───── Material shown

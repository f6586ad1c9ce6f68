//! # Resilience
//!
//! Failure handling shared by every connection:
//! - **Budget**: per-category retry counting with linear backoff
//! - **Breaker**: stops calling a stage that keeps failing
//! - **Degradation**: service health flags and the fallback apology

pub mod breaker;
pub mod budget;
pub mod degradation;

pub use breaker::{BreakerError, CircuitBreaker, CircuitState};
pub use budget::{ErrorBudget, ErrorCategory, RetryDecision};
pub use degradation::{GracefulDegradation, Service};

──────────

The full set of entries must be restated exactly, with none omitted.

repository f6586ad1c9ce6f68
//! # Resilience
//!
//! Failure handling shared by every connection:
//! - **Budget**: per-category retry counting with linear backoff
//! - **Breaker**: stops calling a stage that keeps failing
//! - **Degradation**: service health flags and the fallback apology

pub mod breaker;
pub mod budget;
pub mod degradation;

pub use breaker::{BreakerError, CircuitBreaker, CircuitState};
pub use budget::{ErrorBudget, ErrorCategory, RetryDecision};
pub use degradation::{GracefulDegradation, Service};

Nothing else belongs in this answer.